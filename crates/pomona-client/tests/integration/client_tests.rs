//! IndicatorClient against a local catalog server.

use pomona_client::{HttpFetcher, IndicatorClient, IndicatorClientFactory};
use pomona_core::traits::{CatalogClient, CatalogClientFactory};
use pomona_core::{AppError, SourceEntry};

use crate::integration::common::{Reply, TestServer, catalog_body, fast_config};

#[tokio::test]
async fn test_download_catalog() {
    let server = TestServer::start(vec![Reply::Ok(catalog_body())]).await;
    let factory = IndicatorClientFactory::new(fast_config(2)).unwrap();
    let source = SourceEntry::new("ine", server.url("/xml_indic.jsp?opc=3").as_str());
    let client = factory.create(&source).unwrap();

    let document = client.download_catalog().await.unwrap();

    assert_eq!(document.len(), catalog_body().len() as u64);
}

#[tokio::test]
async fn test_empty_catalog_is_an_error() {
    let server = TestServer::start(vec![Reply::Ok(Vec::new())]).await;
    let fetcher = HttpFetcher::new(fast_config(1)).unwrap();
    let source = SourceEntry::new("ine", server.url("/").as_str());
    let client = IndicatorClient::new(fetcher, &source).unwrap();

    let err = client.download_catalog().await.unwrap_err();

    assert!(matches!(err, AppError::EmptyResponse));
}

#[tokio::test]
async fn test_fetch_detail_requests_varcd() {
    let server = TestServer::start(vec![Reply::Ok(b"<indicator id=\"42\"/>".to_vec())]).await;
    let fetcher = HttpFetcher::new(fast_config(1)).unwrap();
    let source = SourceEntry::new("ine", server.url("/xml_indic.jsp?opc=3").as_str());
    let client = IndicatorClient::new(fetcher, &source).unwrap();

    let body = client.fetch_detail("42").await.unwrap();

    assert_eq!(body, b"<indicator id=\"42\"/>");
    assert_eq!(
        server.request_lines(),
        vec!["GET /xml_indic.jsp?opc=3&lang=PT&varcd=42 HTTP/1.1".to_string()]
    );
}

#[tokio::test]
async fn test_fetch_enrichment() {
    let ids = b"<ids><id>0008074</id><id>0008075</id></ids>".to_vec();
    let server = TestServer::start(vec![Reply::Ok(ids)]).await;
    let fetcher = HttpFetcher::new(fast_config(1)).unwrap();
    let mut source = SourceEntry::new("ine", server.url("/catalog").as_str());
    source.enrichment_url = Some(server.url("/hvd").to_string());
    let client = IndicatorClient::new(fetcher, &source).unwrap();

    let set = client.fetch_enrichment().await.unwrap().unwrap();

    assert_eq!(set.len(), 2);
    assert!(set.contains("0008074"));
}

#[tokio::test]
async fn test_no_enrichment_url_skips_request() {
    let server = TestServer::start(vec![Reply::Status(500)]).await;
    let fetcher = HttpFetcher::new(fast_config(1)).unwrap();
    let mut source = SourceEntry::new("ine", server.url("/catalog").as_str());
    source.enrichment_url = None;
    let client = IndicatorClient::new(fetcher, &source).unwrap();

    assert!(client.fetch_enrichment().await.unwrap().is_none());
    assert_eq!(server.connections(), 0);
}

____

■ **Description of the task**
Pull every line containing "integration" out of the entries.

■ **Reply to the exercise**
filename crates/pomona-client/tests/integration/client_tests.rs
use crate::integration::common::{Reply, TestServer, catalog_body, fast_config};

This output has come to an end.